Buying a franchise may be the biggest financial investment you ever make. When it works, you have the chance to own and operate your own business with the added advantage of a partnering with an established company with name recognition, a successful business model, and high quality products or services. But when it fails, you may find yourself trapped in a no-win situation with a poorly producing business and franchisor that is providing significantly less than promised. How do you make sure your franchise is a success? Use these 5 simple steps to guide your purchase:

1) Know Yourself-According to the International Franchise Association, franchised businesses provide nearly 18 million jobs and generate 1.2 trillion dollars annually. At the Bundy Law Firm, we have worked with franchisees from tutoring centers to tractor retailers and convenience stores to ice cream vendors. A prospective franchise buyer could easily be overwhelmed by the sheer number of possible franchises. Ask yourself what skills you bring. Extensive experience in hospitality? 10 years of home-building know how? An ability to work well with children? Make sure the franchise you are purchasing matches your unique skill set. Be wary of any business you know nothing about.
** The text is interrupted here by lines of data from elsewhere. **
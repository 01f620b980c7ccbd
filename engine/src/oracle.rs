//! Market result resolution.

use dashmap::DashMap;

use parlaypool_common::{MarketId, Outcome, Ticket};

/// Source of market results.
pub trait ResultOracle: Send + Sync {
    /// Whether the market has a final result.
    fn is_market_resolved(&self, market: &MarketId) -> bool;

    /// Final result of the market, if resolved.
    fn outcome(&self, market: &MarketId) -> Option<Outcome>;
}

/// Outcomes of every leg of `ticket`, or `None` while any leg is unresolved.
pub fn ticket_outcomes(oracle: &dyn ResultOracle, ticket: &Ticket) -> Option<Vec<Outcome>> {
    ticket
        .markets
        .iter()
        .map(|m| {
            if oracle.is_market_resolved(&m.market_id) {
                oracle.outcome(&m.market_id)
            } else {
                None
            }
        })
        .collect()
}

/// Oracle fed by explicit resolutions.
#[derive(Debug, Default)]
pub struct InMemoryOracle {
    results: DashMap<MarketId, Outcome>,
}

impl InMemoryOracle {
    pub fn new() -> Self {
        Self::default()
    }

    /// Record the result of a market. Later calls overwrite earlier ones.
    pub fn resolve(&self, market: impl Into<MarketId>, outcome: Outcome) {
        self.results.insert(market.into(), outcome);
    }

    /// Number of resolved markets.
    pub fn resolved_count(&self) -> usize {
        self.results.len()
    }
}

impl ResultOracle for InMemoryOracle {
    fn is_market_resolved(&self, market: &MarketId) -> bool {
        self.results.contains_key(market)
    }

    fn outcome(&self, market: &MarketId) -> Option<Outcome> {
        self.results.get(market).map(|r| *r.value())
    }
}

#[cfg(test)]
mod tests {
    use super::*;
    use parlaypool_common::{Amount, Ratio, RoundIndex, TicketId, TicketMarket, UserId};

    #[test]
    fn test_outcomes_require_every_leg() {
        let oracle = InMemoryOracle::new();
        let now = parlaypool_common::now();
        let ticket = Ticket::new(
            TicketId::new(),
            UserId::new("trader"),
            vec![
                TicketMarket::new("m1", now, Ratio::ONE),
                TicketMarket::new("m2", now, Ratio::ONE),
            ],
            Amount::from_units(10),
            Amount::ZERO,
            Amount::from_units(10),
            RoundIndex::DEFAULT,
            now,
        )
        .unwrap();

        oracle.resolve("m1", Outcome::Won);
        assert!(ticket_outcomes(&oracle, &ticket).is_none());

        oracle.resolve("m2", Outcome::Cancelled);
        assert_eq!(
            ticket_outcomes(&oracle, &ticket),
            Some(vec![Outcome::Won, Outcome::Cancelled])
        );
        assert_eq!(oracle.resolved_count(), 2);
    }
}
2) Know your Franchise-By now you’ve probably looked at franchise websites and spoken extensively to several franchise sales people, now it’s time to make sure the information you’ve been given matches the facts. Look at the Franchise Disclosure Document (FDD) carefully. The Federal Trade Commission requires all franchisors to provide an FDD 14 days prior to signing an agreement with you or accepting any money. The franchisor, among other things, must identify its executives and describe their business experience, disclose certain lawsuits or arbitrations provide a breakdown of initial and ongoing expenses and state the conditions for renewing, selling or terminating the franchise. The franchisor likely had an attorney draft the FDD to protect their interests; you should have an experienced franchise attorney review it to protect yours.

3) Trust But Verify– The Federal Trade Commission requires that the FDD include a list of current and former franchisees. These people are a great resource to verify the franchisor’s claims. Contact or visit franchisees in your area to chat about their experiences and to see first-hand the volume and type of business they’re doing. You should call every person on the “former franchisee” list and as many of the active franchisees as time permits. Do not bother talking to franchisees that the franchisor introduces you to or encourages you to contact. Beware of purchasing any franchise with a high number of terminated, cancelled or non-renewed franchises.

4) Crunch The Numbers-All franchises have some start up fees and even the best business might take a few months to turn a profit. Take a hard look how much you are willing to invest and how long you can wait before the business turns a profit. Don’t assume the “estimated initial investment” contained in the FDD will be enough to get you to profitability.

5) Call in the Professionals-In addition to carefully reviewing the FDD, you should have both the disclosure document and the franchise contract reviewed by an accountant and an experienced franchise attorney. An accountant can help you assess the franchise’s financial information and develop a successful business plan. An attorney can help you understand your rights and duties under the franchise agreement. An experienced franchise attorney will help you protect your interests and provide you with tools and knowledge to make a good business decision.